With the passage of ‘No Child Left Behind’ in 2002, the arts were acknowledged as a part of core academic curriculum in k-12 education. However, with increased demands for testing and greater budget constraints, the arts are being squeezed out of the school day in many Nebraska schools. Sequential arts education in the disciplines of Dance, Music, Theatre and Visual Arts can help students attain learning and innovation skills, or the four ‘C’s established by the Partnership for 21st Century Learning: Creativity and innovation, Critical thinking and problem solving, Communication and Collaboration. Our young people deserve a comprehensive education that will help them to navigate a complex world and the arts are an essential component.
‘Critical Evidence: How the Arts Benefit Student Achievement’, published by the National Assembly of State Arts Agencies in partnership with the Arts Education Partnership, states that “A growing body of studies….presents compelling evidence connecting student learning in the arts to a wide spectrum of academic and social benefits. These studies document the habits of mind, social competencies and personal dispositions inherent to arts learning. Additionally, research has shown that what students learn in the arts may help them to master other subjects, such as reading, math, or social studies.”

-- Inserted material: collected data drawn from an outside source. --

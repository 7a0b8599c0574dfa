//! Utility
//!
//! **This module is exempt from the API stability guarantee** unless specified
//! otherwise. It's exposed only because it's needed by port implementations.
mod init;
pub(crate) mod pin;
pub use self::init::*;
/// Set the signal mask of the current thread.
///
/// If the update unmasks a signal that is already pending and caught, a new
/// asynchronous delivery is requested so that the queued work is not lost.
pub fn set_signal_mask<Traits: KernelTraits>(
    signal_mask: SignalSet,
) -> Result<(), SignalMaskError> {
    let mut lock = klock::lock_cpu::<Traits>()?;
    state::expect_thread_context::<Traits>()?;

    let thread = Traits::state().running_thread(lock.borrow_mut()).unwrap();
    let receiver = current_receiver::<Traits, SignalMaskError>(lock.borrow_mut())?;
    let Some(catcher) = receiver.catcher else {
        return Err(SignalMaskError::NotSupported);
    };

    let old_signal_mask = catcher.signal_mask(lock.borrow_mut());
    catcher.set_signal_mask_raw(lock.borrow_mut(), signal_mask);

    // Request a delivery for signals that are pending and were just unmasked
    // (unless the delivery loop itself is doing the update, in which case it
    // will pick them up on its own)
    let unmasked_pending = receiver.pending_signal_set_inner(lock.borrow_mut())
        & old_signal_mask
        & !signal_mask;
    if !unmasked_pending.is_empty() && !catcher.is_delivery_in_progress(lock.borrow_mut()) {
        catcher.request_delivery(lock.borrow_mut(), thread);
    }

    Ok(())
}

/// Get the action associated with `signal_number` for the current thread.
pub fn signal_action<Traits: KernelTraits>(
    signal_number: u8,
) -> Result<SignalAction, SignalActionError> {
    let mut lock = klock::lock_cpu::<Traits>()?;
    state::expect_thread_context::<Traits>()?;

    if signal_number >= SIGNAL_COUNT {
        return Err(SignalActionError::InvalidArgument);
    }

    let receiver = current_receiver::<Traits, SignalActionError>(lock.borrow_mut())?;
    let Some(catcher) = receiver.catcher else {
        return Err(SignalActionError::NotSupported);
    };

    Ok(catcher.association(lock.borrow_mut(), signal_number))
}

/// Set the action associated with `signal_number` for the current thread,
/// returning the previous one.
pub fn set_signal_action<Traits: KernelTraits>(
    signal_number: u8,
    action: SignalAction,
) -> Result<SignalAction, SignalActionError> {
    let mut lock = klock::lock_cpu::<Traits>()?;
    state::expect_thread_context::<Traits>()?;

    if signal_number >= SIGNAL_COUNT {
        return Err(SignalActionError::InvalidArgument);
    }

    let receiver = current_receiver::<Traits, SignalActionError>(lock.borrow_mut())?;
    let Some(catcher) = receiver.catcher else {
        return Err(SignalActionError::NotSupported);
    };

    catcher
        .set_association(lock.borrow_mut(), signal_number, action)
        .map_err(|()| SignalActionError::AgainNoResources)
}

/// Internal helper for constructing the `NotSupported` variant of the signal
/// error types.
trait NotSupportedError {
    fn not_supported() -> Self;
}

macro_rules! impl_not_supported {
    ( $( $Name:ty ),* $(,)? ) => {
        $(
            impl NotSupportedError for $Name {
                fn not_supported() -> Self {
                    Self::NotSupported
                }
            }
        )*
    };
}

impl_not_supported! {
    PollSignalsError,
    SignalMaskError,
    SignalActionError,
}

/// Get the current thread's signals receiver, or `NotSupported` if the
/// thread was constructed without one.
fn current_receiver<Traits: KernelTraits, E: NotSupportedError>(
    mut lock: CpuLockTokenRefMut<'_, Traits>,
) -> Result<&'static SignalsReceiverCb<Traits>, E> {
    let thread = Traits::state().running_thread(lock.borrow_mut()).unwrap();
    thread
        .attr
        .signals_receiver
        .ok_or_else(|| E::not_supported())
}

#[cfg(test)]
mod tests {
    use super::*;
    use crate::{
        signal::SignalInformationCode,
        test_support,
        thread::{SchedulingPolicy, StackStorage, ThreadAttr, ThreadStack},
    };

    /// Build the full static object graph for a signal-receiving main thread.
    macro_rules! define_signal_main {
        ($Traits:ident, $MAIN:ident, catcher: $catcher:expr, queue: $queue:expr) => {
            static STACK: StackStorage<256> = StackStorage::new();
            static RECEIVER: SignalsReceiverCb<$Traits> = SignalsReceiverCb::new($catcher, $queue);
            fn main_entry(_: usize) {}
            static ATTR: ThreadAttr<$Traits> = ThreadAttr {
                entry_point: main_entry,
                entry_param: 0,
                stack: ThreadStack::new(&STACK),
                priority: 200,
                policy: SchedulingPolicy::Fifo,
                signals_receiver: Some(&RECEIVER),
            };
            static $MAIN: ThreadCb<$Traits> = ThreadCb::new(&ATTR);

            test_support::adopt_main::<$Traits>(&$MAIN);
        };
    }

    #[test]
    fn generated_signal_is_pending_once() {
        define_test_kernel!(SystemTraits);
        define_signal_main!(SystemTraits, MAIN, catcher: None, queue: None);

        generate_signal(&MAIN, 5).unwrap();
        generate_signal(&MAIN, 5).unwrap();

        let pending = pending_signal_set::<SystemTraits>().unwrap();
        assert!(pending.test(5).unwrap());

        // Two generations collapse into a single pending instance
        let information = accept_pending_signal::<SystemTraits>(5).unwrap();
        assert_eq!(information.signal_number(), 5);
        assert_eq!(information.code(), SignalInformationCode::Generated);
        assert_eq!(information.value(), 0);

        assert_eq!(
            accept_pending_signal::<SystemTraits>(5),
            Err(PollSignalsError::Again)
        );
    }

    #[test]
    fn queued_signals_are_fifo_per_signal() {
        define_test_kernel!(SystemTraits);
        static QUEUE: SignalInformationQueueCb<SystemTraits> = SignalInformationQueueCb::new();
        define_signal_main!(SystemTraits, MAIN, catcher: None, queue: Some(&QUEUE));

        queue_signal(&MAIN, 3, 100).unwrap();
        queue_signal(&MAIN, 3, 200).unwrap();
        queue_signal(&MAIN, 3, 300).unwrap();

        for expected in [100, 200, 300] {
            let information = accept_pending_signal::<SystemTraits>(3).unwrap();
            assert_eq!(information.signal_number(), 3);
            assert_eq!(information.code(), SignalInformationCode::Queued);
            assert_eq!(information.value(), expected);
        }

        assert_eq!(
            accept_pending_signal::<SystemTraits>(3),
            Err(PollSignalsError::Again)
        );
    }

    #[test]
    fn queued_pool_exhaustion_and_missing_facilities() {
        define_test_kernel!(SystemTraits);
        static QUEUE: SignalInformationQueueCb<SystemTraits> = SignalInformationQueueCb::new();
        define_signal_main!(SystemTraits, MAIN, catcher: None, queue: Some(&QUEUE));

        for i in 0..crate::cfg::SIGNAL_QUEUE_LEN {
            queue_signal(&MAIN, 1, i as u32).unwrap();
        }
        assert_eq!(
            queue_signal(&MAIN, 1, 999),
            Err(QueueSignalError::AgainNoResources)
        );

        // No catcher: mask and action accessors are unavailable
        assert_eq!(
            signal_mask::<SystemTraits>(),
            Err(SignalMaskError::NotSupported)
        );
        assert_eq!(
            signal_action::<SystemTraits>(1),
            Err(SignalActionError::NotSupported)
        );

        // Out-of-range signal numbers
        assert_eq!(
            generate_signal(&MAIN, 32),
            Err(GenerateSignalError::InvalidArgument)
        );
        assert_eq!(
            queue_signal(&MAIN, 99, 0),
            Err(QueueSignalError::InvalidArgument)
        );
    }

    #[test]
    fn try_wait_accepts_pending_or_reports_again() {
        define_test_kernel!(SystemTraits);
        define_signal_main!(SystemTraits, MAIN, catcher: None, queue: None);

        let set = SignalSet::EMPTY.with(2).with(7);
        assert_eq!(
            try_wait_signals::<SystemTraits>(set),
            Err(PollSignalsError::Again)
        );

        generate_signal(&MAIN, 7).unwrap();
        generate_signal(&MAIN, 2).unwrap();

        // The lowest-numbered matching signal wins
        let information = try_wait_signals::<SystemTraits>(set).unwrap();
        assert_eq!(information.signal_number(), 2);
        let information = try_wait_signals::<SystemTraits>(set).unwrap();
        assert_eq!(information.signal_number(), 7);
    }

    #[test]
    fn generate_unblocks_synchronous_wait() {
        define_test_kernel!(SystemTraits);
        define_signal_main!(SystemTraits, MAIN, catcher: None, queue: None);

        // The generating "thread" is an ISR firing once the waiter blocked
        SystemTraits::queue_interrupt(|| generate_signal(&MAIN, 7).unwrap());

        let information = wait_signals::<SystemTraits>(SignalSet::EMPTY.with(7)).unwrap();
        assert_eq!(information.signal_number(), 7);
        assert_eq!(information.code(), SignalInformationCode::Generated);

        // The waiting-signal set was cleared on the way out
        let lock = klock::lock_cpu::<SystemTraits>().unwrap();
        assert!(RECEIVER.waiting_signal_set.get(&*lock).is_none());
    }

    #[test]
    fn queued_signal_unblocks_synchronous_wait_with_payload() {
        define_test_kernel!(SystemTraits);
        static QUEUE: SignalInformationQueueCb<SystemTraits> = SignalInformationQueueCb::new();
        define_signal_main!(SystemTraits, MAIN, catcher: None, queue: Some(&QUEUE));

        SystemTraits::queue_interrupt(|| queue_signal(&MAIN, 4, 0xabcd).unwrap());

        let information = wait_signals::<SystemTraits>(SignalSet::EMPTY.with(4)).unwrap();
        assert_eq!(information.signal_number(), 4);
        assert_eq!(information.code(), SignalInformationCode::Queued);
        assert_eq!(information.value(), 0xabcd);
    }

    #[test]
    fn timed_signal_wait_times_out() {
        define_test_kernel!(SystemTraits);
        define_signal_main!(SystemTraits, MAIN, catcher: None, queue: None);

        for _ in 0..3 {
            SystemTraits::queue_interrupt(|| SystemTraits::tick());
        }

        assert_eq!(
            try_wait_signals_for::<SystemTraits>(
                SignalSet::EMPTY.with(1),
                TickDuration::from_ticks(2)
            ),
            Err(WaitSignalsTimeoutError::Timeout)
        );

        let lock = klock::lock_cpu::<SystemTraits>().unwrap();
        assert!(RECEIVER.waiting_signal_set.get(&*lock).is_none());
    }

    #[test]
    fn signal_not_in_waiting_set_does_not_wake() {
        define_test_kernel!(SystemTraits);
        define_signal_main!(SystemTraits, MAIN, catcher: None, queue: None);

        // Signal 9 is generated but not waited for; the wait must run into
        // its timeout
        SystemTraits::queue_interrupt(|| generate_signal(&MAIN, 9).unwrap());
        for _ in 0..3 {
            SystemTraits::queue_interrupt(|| SystemTraits::tick());
        }

        assert_eq!(
            try_wait_signals_for::<SystemTraits>(
                SignalSet::EMPTY.with(1),
                TickDuration::from_ticks(2)
            ),
            Err(WaitSignalsTimeoutError::Timeout)
        );

        // Signal 9 is still pending
        assert!(pending_signal_set::<SystemTraits>()
            .unwrap()
            .test(9)
            .unwrap());
    }

    #[test]
    fn caught_signal_is_delivered_asynchronously() {
        use std::sync::atomic::{AtomicU32, Ordering};

        define_test_kernel!(SystemTraits);
        static CATCHER: SignalsCatcherCb<SystemTraits> = SignalsCatcherCb::new();
        define_signal_main!(SystemTraits, MAIN, catcher: Some(&CATCHER), queue: None);

        static DELIVERED: AtomicU32 = AtomicU32::new(0);

        fn handler(information: SignalInformation) {
            assert_eq!(information.signal_number(), 3);
            // The delivered signal itself and the action's mask are masked
            // while the handler runs
            let mask = signal_mask::<SystemTraits>().unwrap();
            assert!(mask.test(3).unwrap());
            assert!(mask.test(10).unwrap());
            DELIVERED.fetch_add(1, Ordering::SeqCst);
        }

        set_signal_action::<SystemTraits>(
            3,
            SignalAction::new(handler, SignalSet::EMPTY.with(10)),
        )
        .unwrap();

        generate_signal(&MAIN, 3).unwrap();

        // The delivery request is executed at the next return to the thread,
        // which the harness models as an explicit drain
        SystemTraits::run_interrupts();

        assert_eq!(DELIVERED.load(Ordering::SeqCst), 1);
        assert_eq!(signal_mask::<SystemTraits>(), Ok(SignalSet::EMPTY));
        assert_eq!(
            accept_pending_signal::<SystemTraits>(3),
            Err(PollSignalsError::Again)
        );
    }

    #[test]
    fn masked_signal_is_delivered_after_unmasking() {
        use std::sync::atomic::{AtomicU32, Ordering};

        define_test_kernel!(SystemTraits);
        static CATCHER: SignalsCatcherCb<SystemTraits> = SignalsCatcherCb::new();
        define_signal_main!(SystemTraits, MAIN, catcher: Some(&CATCHER), queue: None);

        static DELIVERED: AtomicU32 = AtomicU32::new(0);

        fn handler(_: SignalInformation) {
            DELIVERED.fetch_add(1, Ordering::SeqCst);
        }

        set_signal_action::<SystemTraits>(6, SignalAction::new(handler, SignalSet::EMPTY))
            .unwrap();
        set_signal_mask::<SystemTraits>(SignalSet::EMPTY.with(6)).unwrap();

        generate_signal(&MAIN, 6).unwrap();
        SystemTraits::run_interrupts();
        assert_eq!(DELIVERED.load(Ordering::SeqCst), 0);

        // Unmasking the pending signal triggers a new delivery request
        set_signal_mask::<SystemTraits>(SignalSet::EMPTY).unwrap();
        SystemTraits::run_interrupts();
        assert_eq!(DELIVERED.load(Ordering::SeqCst), 1);
    }

    #[test]
    fn default_action_restores_previous_association() {
        define_test_kernel!(SystemTraits);
        static CATCHER: SignalsCatcherCb<SystemTraits> = SignalsCatcherCb::new();
        define_signal_main!(SystemTraits, MAIN, catcher: Some(&CATCHER), queue: None);

        fn handler(_: SignalInformation) {}

        let previous = set_signal_action::<SystemTraits>(
            8,
            SignalAction::new(handler, SignalSet::EMPTY),
        )
        .unwrap();
        assert!(previous.handler().is_none());

        let previous =
            set_signal_action::<SystemTraits>(8, SignalAction::DEFAULT).unwrap();
        assert!(previous.handler().is_some());

        assert!(signal_action::<SystemTraits>(8)
            .unwrap()
            .handler()
            .is_none());
    }
}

"Re-Investing in Arts Education: Winning America’s Future Through Creative Schools" , is a report recently published by the President’s Committee on the Arts and Humanities (PCAH), which spent the last 18 months conducting an in-depth review of the current challenges and opportunities facing arts education. The schools covered in the report are improving test scores and fostering their students’ competitiveness in the workforce by investing in arts education strategies, even in the toughest neighborhoods.